To ask the Secretary of State for Health what data he has collated concerning the increase in the number of posts of(a) matron and (b) director of nursing services in NHS hospitals; what supervising duties such posts carry; and what guidance his Department has given regarding numbers, duties, or good practice as regards such posts. [18461]

Mr. Horam

[pursuant to his reply 10 March, column 97]: I am now able to provide additional information. The full reply is as follows:

National health service hospital and community health service—HCHS—staff are not classified by job title, but by the job they do. At September 1995 there were 4,280 whole-time equivalent nurse managers employed by the NHS HCHS in England. These are staff who are required to hold a statutory nursing, midwifery or health visiting qualification to do their job, but who have management responsibilities and have little or no direct clinical involvement. Consequently, staff holding the job titles "Matron" and "Director of Nursing" may be included in these figures, along with other staff with different job titles but whose jobs meet the same criteria.

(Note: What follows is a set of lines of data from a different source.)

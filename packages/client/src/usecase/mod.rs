//! UseCase layer: the queue session components.

pub mod auth_refresh;
pub mod command;
pub mod connection;
pub mod error;
pub mod room_tracker;
pub mod session;
pub mod store;

pub use auth_refresh::AuthRefreshCoordinator;
pub use command::{CommandDispatcher, Dispatch};
pub use connection::{ConnectionManager, LinkSignal, ReconnectPolicy};
pub use error::{CommandError, SessionError};
pub use room_tracker::RoomSubscriptionTracker;
pub use session::{QueueSession, SessionDeps};
pub use store::{SessionSnapshot, SessionStore};
//! The generation pipeline: prompt, provider, retries, cleaning, fallback.
//!
//! `generate_entity` is deliberately infallible. A creative-writing session
//! should never surface a provider outage to the author mid-flow; when the
//! retry budget is spent the pipeline hands back the configuration's
//! deterministic fallback entity instead.

use std::collections::HashMap;
use std::sync::Arc;

use serde_json::Value;
use tracing::{debug, info, warn};

use crate::config::EntityConfig;
use crate::error::GenerationError;

use super::clean::{clean_entity, extract_json_object, fallback_entity};
use super::context::GenerationContext;
use super::prompt::{build_enhancement_prompt, build_generation_prompt};
use super::provider::{GenerationParams, TextGenerationProvider};
use super::retry::{Attempt, RetryPolicy};

/// Marker key set on entities produced by a successful provider call.
pub const AI_GENERATED_KEY: &str = "_aiGenerated";
/// Marker key recording the prompt that produced the entity.
pub const GENERATION_PROMPT_KEY: &str = "_generationPrompt";

pub struct GenerationPipeline {
    provider: Arc<dyn TextGenerationProvider>,
}

impl GenerationPipeline {
    pub fn new(provider: Arc<dyn TextGenerationProvider>) -> Self {
        Self { provider }
    }

    /// Generate a complete entity for `config`. Retries transient failures
    /// with linear backoff and falls back to a deterministic entity once the
    /// configured budget is exhausted; the returned map always contains every
    /// configured field.
    ///
    /// Provenance markers are set only when a provider reply survived
    /// parsing; fallback entities carry neither marker.
    pub async fn generate_entity(
        &self,
        config: &EntityConfig,
        context: &GenerationContext,
        custom_prompt: Option<&str>,
    ) -> HashMap<String, Value> {
        let prompt = build_generation_prompt(config, context, custom_prompt);
        let params = GenerationParams {
            temperature: config.generation.temperature,
            ..GenerationParams::default()
        };
        let policy = RetryPolicy::new(config.generation.max_retries);

        for attempt in 1..=policy.max_attempts {
            debug!(entity_type = %config.entity_type, attempt, "generation attempt");

            match self.attempt(&prompt, params).await {
                Ok(parsed) => {
                    let mut entity = clean_entity(config, &parsed);
                    entity.insert(AI_GENERATED_KEY.to_string(), Value::Bool(true));
                    entity.insert(
                        GENERATION_PROMPT_KEY.to_string(),
                        Value::String(prompt.clone()),
                    );
                    info!(entity_type = %config.entity_type, attempt, "generation succeeded");
                    return entity;
                }
                Err(err) => {
                    warn!(
                        entity_type = %config.entity_type,
                        attempt,
                        error = %err,
                        "generation attempt failed"
                    );
                    match policy.after_failure::<()>(attempt) {
                        Attempt::Retry(delay) => tokio::time::sleep(delay).await,
                        Attempt::Exhausted => break,
                        Attempt::Success(_) => unreachable!(),
                    }
                }
            }
        }

        warn!(entity_type = %config.entity_type, "generation exhausted, using fallback");
        fallback_entity(config, context)
    }

    async fn attempt(
        &self,
        prompt: &str,
        params: GenerationParams,
    ) -> Result<Value, GenerationError> {
        let reply = self
            .provider
            .generate(prompt, params)
            .await
            .map_err(GenerationError::Provider)?;
        let json = extract_json_object(&reply).ok_or(GenerationError::NoJsonObject)?;
        let parsed = serde_json::from_str(json).map_err(GenerationError::Parse)?;
        Ok(parsed)
    }

    /// Regenerate a single field in the context of the rest of the entity.
    /// Returns the current value unchanged, without calling the provider,
    /// when the field is unknown or not enhanceable; a single provider call
    /// otherwise, degrading to the current value on any failure.
    pub async fn enhance_field(
        &self,
        config: &EntityConfig,
        field_key: &str,
        current: &str,
        entity_data: &HashMap<String, Value>,
        context: &GenerationContext,
    ) -> String {
        let field = match config.field(field_key) {
            Some(field) if field.ai_enhanceable => field,
            _ => {
                debug!(field_key, "field not enhanceable, keeping current value");
                return current.to_string();
            }
        };

        let rule = config.enhancement_rule(field_key);
        let prompt = build_enhancement_prompt(field, rule, current, entity_data, context);
        let params = GenerationParams {
            temperature: config.generation.temperature,
            ..GenerationParams::default()
        };

        match self.provider.generate(&prompt, params).await {
            Ok(reply) => {
                let cleaned = clean_enhanced_text(&reply, field_key);
                if cleaned.is_empty() {
                    current.to_string()
                } else {
                    cleaned
                }
            }
            Err(err) => {
                warn!(field_key, error = %err, "enhancement failed, keeping current value");
                current.to_string()
            }
        }
    }
}

/// Trim a reply down to the enhanced text: strip wrapping quotes and a
/// leading `fieldKey:` echo, both of which providers add despite the
/// prompt's instructions.
fn clean_enhanced_text(reply: &str, field_key: &str) -> String {
    let mut text = reply.trim();

    if text.len() >= 2 && text.starts_with('"') && text.ends_with('"') {
        text = &text[1..text.len() - 1];
    }

    let lowered = text.to_lowercase();
    let prefix = format!("{}:", field_key.to_lowercase());
    if lowered.starts_with(&prefix) {
        text = text[prefix.len()..].trim_start();
    }

    text.trim().to_string()
}

#[cfg(test)]
mod tests {
    use super::*;
    use crate::config::builtin;
    use crate::generation::context::ProjectContext;
    use anyhow::anyhow;
    use serde_json::json;
    use std::sync::atomic::{AtomicUsize, Ordering};

    /// Provider that replays a fixed script of replies.
    struct ScriptedProvider {
        replies: Vec<anyhow::Result<String>>,
        calls: AtomicUsize,
    }

    impl ScriptedProvider {
        fn new(replies: Vec<anyhow::Result<String>>) -> Self {
            Self {
                replies,
                calls: AtomicUsize::new(0),
            }
        }

        fn calls(&self) -> usize {
            self.calls.load(Ordering::SeqCst)
        }
    }

    #[async_trait::async_trait]
    impl TextGenerationProvider for ScriptedProvider {
        async fn generate(
            &self,
            _prompt: &str,
            _params: GenerationParams,
        ) -> anyhow::Result<String> {
            let index = self.calls.fetch_add(1, Ordering::SeqCst);
            match self.replies.get(index) {
                Some(Ok(text)) => Ok(text.clone()),
                Some(Err(err)) => Err(anyhow!(err.to_string())),
                None => Err(anyhow!("script exhausted")),
            }
        }
    }

    fn context() -> GenerationContext {
        GenerationContext::new(ProjectContext::new("p1", "Shattered Realms", "novel"))
    }

    fn fast_config() -> crate::config::EntityConfig {
        // Keep retries but avoid sleeping through real backoff in tests.
        let mut config = builtin::character();
        config.generation.max_retries = 2;
        config
    }

    #[tokio::test(start_paused = true)]
    async fn success_on_first_attempt_sets_provenance() {
        let provider = Arc::new(ScriptedProvider::new(vec![Ok(
            r#"Here you go: {"name": "Aria", "role": "Protagonist", "age": 27}"#.to_string(),
        )]));
        let pipeline = GenerationPipeline::new(provider.clone());

        let entity = pipeline.generate_entity(&fast_config(), &context(), None).await;
        assert_eq!(provider.calls(), 1);
        assert_eq!(entity["name"], json!("Aria"));
        assert_eq!(entity["age"], json!(27));
        assert_eq!(entity[AI_GENERATED_KEY], json!(true));
        assert!(entity.contains_key(GENERATION_PROMPT_KEY));
    }

    #[tokio::test(start_paused = true)]
    async fn malformed_replies_retry_then_succeed() {
        let provider = Arc::new(ScriptedProvider::new(vec![
            Ok("no json at all".to_string()),
            Ok(r#"{"name": "Bren"}"#.to_string()),
        ]));
        let pipeline = GenerationPipeline::new(provider.clone());

        let entity = pipeline.generate_entity(&fast_config(), &context(), None).await;
        assert_eq!(provider.calls(), 2);
        assert_eq!(entity["name"], json!("Bren"));
        assert_eq!(entity[AI_GENERATED_KEY], json!(true));
    }

    #[tokio::test(start_paused = true)]
    async fn exhaustion_returns_fallback_after_exact_budget() {
        let provider = Arc::new(ScriptedProvider::new(vec![
            Err(anyhow!("timeout")),
            Err(anyhow!("timeout")),
        ]));
        let pipeline = GenerationPipeline::new(provider.clone());

        let entity = pipeline.generate_entity(&fast_config(), &context(), None).await;
        assert_eq!(provider.calls(), 2);
        assert_eq!(entity["name"], json!("New Character"));
        assert_eq!(entity["role"], json!("Supporting"));
        // Fallback entities carry no provenance markers.
        assert!(!entity.contains_key(AI_GENERATED_KEY));
        assert!(!entity.contains_key(GENERATION_PROMPT_KEY));
    }

    #[tokio::test]
    async fn enhance_skips_provider_for_ineligible_field() {
        let provider = Arc::new(ScriptedProvider::new(vec![Ok("unused".to_string())]));
        let pipeline = GenerationPipeline::new(provider.clone());
        let config = builtin::character();
        let entity = HashMap::new();

        // `alive` is a boolean and not flagged enhanceable.
        let out = pipeline
            .enhance_field(&config, "alive", "true", &entity, &context())
            .await;
        assert_eq!(out, "true");
        assert_eq!(provider.calls(), 0);

        let out = pipeline
            .enhance_field(&config, "no-such-field", "x", &entity, &context())
            .await;
        assert_eq!(out, "x");
        assert_eq!(provider.calls(), 0);
    }

    #[tokio::test]
    async fn enhance_strips_quotes_and_field_echo() {
        let provider = Arc::new(ScriptedProvider::new(vec![Ok(
            "\"personality: Fierce and loyal.\"".to_string(),
        )]));
        let pipeline = GenerationPipeline::new(provider);
        let config = builtin::character();
        let mut entity = HashMap::new();
        entity.insert("name".to_string(), json!("Aria"));

        let out = pipeline
            .enhance_field(&config, "personality", "Loyal.", &entity, &context())
            .await;
        assert_eq!(out, "Fierce and loyal.");
    }

    #[tokio::test]
    async fn enhance_keeps_current_on_provider_error() {
        let provider = Arc::new(ScriptedProvider::new(vec![Err(anyhow!("down"))]));
        let pipeline = GenerationPipeline::new(provider.clone());
        let config = builtin::character();
        let entity = HashMap::new();

        let out = pipeline
            .enhance_field(&config, "personality", "Loyal.", &entity, &context())
            .await;
        assert_eq!(out, "Loyal.");
        assert_eq!(provider.calls(), 1);
    }

    #[test]
    fn enhanced_text_cleaning() {
        assert_eq!(clean_enhanced_text("  plain text  ", "backstory"), "plain text");
        assert_eq!(clean_enhanced_text("\"quoted\"", "backstory"), "quoted");
        assert_eq!(
            clean_enhanced_text("Backstory: Born at sea.", "backstory"),
            "Born at sea."
        );
        assert_eq!(clean_enhanced_text("\"\"", "backstory"), "");
    }
}
//! Prompt assembly for entity generation and single-field enhancement.

use std::collections::HashMap;

use serde_json::Value;

use crate::config::schema::{FieldPriority, FieldSchema, FieldType};
use crate::config::{EnhancementRule, EntityConfig};
use crate::value;

use super::context::GenerationContext;

/// Sibling names included in the context block before truncation.
const MAX_CONTEXT_SIBLINGS: usize = 12;

/// Build the full generation prompt: template placeholders substituted,
/// field structure appended, JSON-only directive last.
pub fn build_generation_prompt(
    config: &EntityConfig,
    context: &GenerationContext,
    custom_prompt: Option<&str>,
) -> String {
    let template = custom_prompt
        .or(context.custom_prompt.as_deref())
        .unwrap_or(&config.generation.prompt_template);

    let genre = if context.project.genre.is_empty() {
        "General Fiction".to_string()
    } else {
        context.project.genre.join(", ")
    };
    let setting = context
        .project
        .description
        .clone()
        .unwrap_or_else(|| "Unknown Setting".to_string());
    let target_name = context
        .target_name()
        .map(|n| n.to_string())
        .unwrap_or_else(|| format!("New {}", config.name));

    let mut prompt = template
        .replace("{context}", &build_context_block(context))
        .replace("{entityType}", &config.name)
        .replace("{name}", &target_name)
        .replace("{genre}", &genre)
        .replace("{setting}", &setting)
        .replace("{projectName}", &context.project.name);

    prompt.push_str("\n\nGenerate a JSON object with the following fields:\n");
    for field in &config.fields {
        if matches!(field.priority, FieldPriority::Essential | FieldPriority::Important) {
            prompt.push_str(&format!(
                "- {}: {} - {}",
                field.key,
                type_hint(field),
                field.label
            ));
            if let Some(placeholder) = &field.placeholder {
                prompt.push_str(&format!(" ({placeholder})"));
            }
            prompt.push('\n');
        }
    }
    prompt.push_str(
        "\nReturn ONLY a valid JSON object without any markdown formatting or explanations.",
    );
    prompt
}

fn type_hint(field: &FieldSchema) -> &'static str {
    match field.field_type {
        FieldType::Text => "short text",
        FieldType::LongText => "text",
        FieldType::List => "list of short strings",
        FieldType::Select => "one of the allowed options",
        FieldType::Number => "number",
        FieldType::Date => "date (YYYY-MM-DD)",
        FieldType::Boolean => "true or false",
    }
}

/// Human-readable summary of the project and its existing entities.
pub fn build_context_block(context: &GenerationContext) -> String {
    let mut block = format!(
        "Project: {} ({})",
        context.project.name, context.project.kind
    );
    if let Some(description) = &context.project.description {
        block.push_str(&format!("\nDescription: {description}"));
    }
    if !context.project.genre.is_empty() {
        block.push_str(&format!("\nGenre: {}", context.project.genre.join(", ")));
    }
    if !context.siblings.is_empty() {
        let names: Vec<&str> = context
            .siblings
            .iter()
            .take(MAX_CONTEXT_SIBLINGS)
            .map(|s| s.as_str())
            .collect();
        block.push_str(&format!("\nExisting entities: {}", names.join(", ")));
    }
    block
}

/// Build the prompt for regenerating one field in context of the rest of
/// the entity. Falls back to a generic improvement prompt when the field
/// has no dedicated enhancement rule.
pub fn build_enhancement_prompt(
    field: &FieldSchema,
    rule: Option<&EnhancementRule>,
    current: &str,
    entity_data: &HashMap<String, Value>,
    context: &GenerationContext,
) -> String {
    let label = field.label.to_lowercase();
    let mut prompt = match rule {
        Some(rule) => rule.prompt_template.clone(),
        None => format!(
            "Enhance the {label} for this {}. Current value: \"{current}\". \
             Make it more detailed, compelling, and fitting for the story world.",
            context.project.kind
        ),
    };

    let name = entity_data
        .get("name")
        .map(value::stringify)
        .filter(|s| !s.is_empty())
        .unwrap_or_else(|| "the entity".to_string());

    prompt = prompt
        .replace("{current}", current)
        .replace("{name}", &name)
        .replace("{fieldLabel}", &label);

    if let Some(rule) = rule {
        for dep in &rule.dependencies {
            let dep_value = entity_data.get(dep).map(value::stringify).unwrap_or_default();
            prompt = prompt.replace(&format!("{{{dep}}}"), &dep_value);
        }
    }

    prompt.push_str(&format!(
        "\n\nReturn only the enhanced {label} text without quotes or formatting."
    ));
    prompt
}
//! Pure retry policy for the generation pipeline, separated from timers so
//! backoff behavior is testable without sleeping.

use std::time::Duration;

/// Outcome of one generation attempt.
#[derive(Debug)]
pub enum Attempt<T> {
    Success(T),
    /// The attempt failed and another is permitted after the backoff delay.
    Retry(Duration),
    /// The attempt failed and the budget is spent; fall back.
    Exhausted,
}

/// Linear backoff: the n-th failure waits `n × base`.
#[derive(Debug, Clone, Copy)]
pub struct RetryPolicy {
    pub max_attempts: u32,
    pub base_delay: Duration,
}

impl RetryPolicy {
    pub fn new(max_attempts: u32) -> Self {
        Self {
            max_attempts: max_attempts.max(1),
            base_delay: Duration::from_millis(1000),
        }
    }

    pub fn base_delay(mut self, delay: Duration) -> Self {
        self.base_delay = delay;
        self
    }

    /// Delay before the next attempt after `failed_attempts` failures, or
    /// `None` when the budget is exhausted.
    pub fn backoff(&self, failed_attempts: u32) -> Option<Duration> {
        if failed_attempts >= self.max_attempts {
            None
        } else {
            Some(self.base_delay * failed_attempts)
        }
    }

    /// Classify a failed attempt.
    pub fn after_failure<T>(&self, failed_attempts: u32) -> Attempt<T> {
        match self.backoff(failed_attempts) {
            Some(delay) => Attempt::Retry(delay),
            None => Attempt::Exhausted,
        }
    }
}

#[cfg(test)]
mod tests {
    use super::*;

    #[test]
    fn backoff_is_linear_and_bounded() {
        let policy = RetryPolicy::new(3);
        assert_eq!(policy.backoff(1), Some(Duration::from_millis(1000)));
        assert_eq!(policy.backoff(2), Some(Duration::from_millis(2000)));
        assert_eq!(policy.backoff(3), None);
    }

    #[test]
    fn zero_budget_is_clamped_to_one_attempt() {
        let policy = RetryPolicy::new(0);
        assert_eq!(policy.max_attempts, 1);
        assert_eq!(policy.backoff(1), None);
    }

    #[test]
    fn after_failure_classifies() {
        let policy = RetryPolicy::new(2).base_delay(Duration::from_millis(10));
        assert!(matches!(
            policy.after_failure::<()>(1),
            Attempt::Retry(d) if d == Duration::from_millis(10)
        ));
        assert!(matches!(policy.after_failure::<()>(2), Attempt::Exhausted));
    }
}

In the past, staff were classified by national pay scales, some of which are specifically designated for matrons, including deputies and assistants, and directors of nursing. Up until 1994 the Department of Health's non-medical work force census recorded the number of staff on these pay scales, but because of the introduction of clinical grading, the reclassification of some senior nurses onto general and senior manager pay scales and the introduction of local terms and conditions, this information does not accurately identify trends in the numbers of matrons and directors of nursing.

The responsibility for determining the most appropriate form of nurse management and advice lies with the individual national health service employer concerned. The National Health Service Trusts (Membership and Procedure) regulations 1990 state that the executive directors of an NHS trust shall include a registered nurse or registered midwife, except in the case of a trust which does not provide services directly to patients or a trust whose principle function is to provide ambulance or patient transport services. The NHS executive has published two documents that identify the existing roles of trust nurse executive directors: "One year on—The Nurse Executive Director Post" and "Sharpening the Focus: The roles and perceptions of nursing in NHS Trusts". Copies are available in the Library.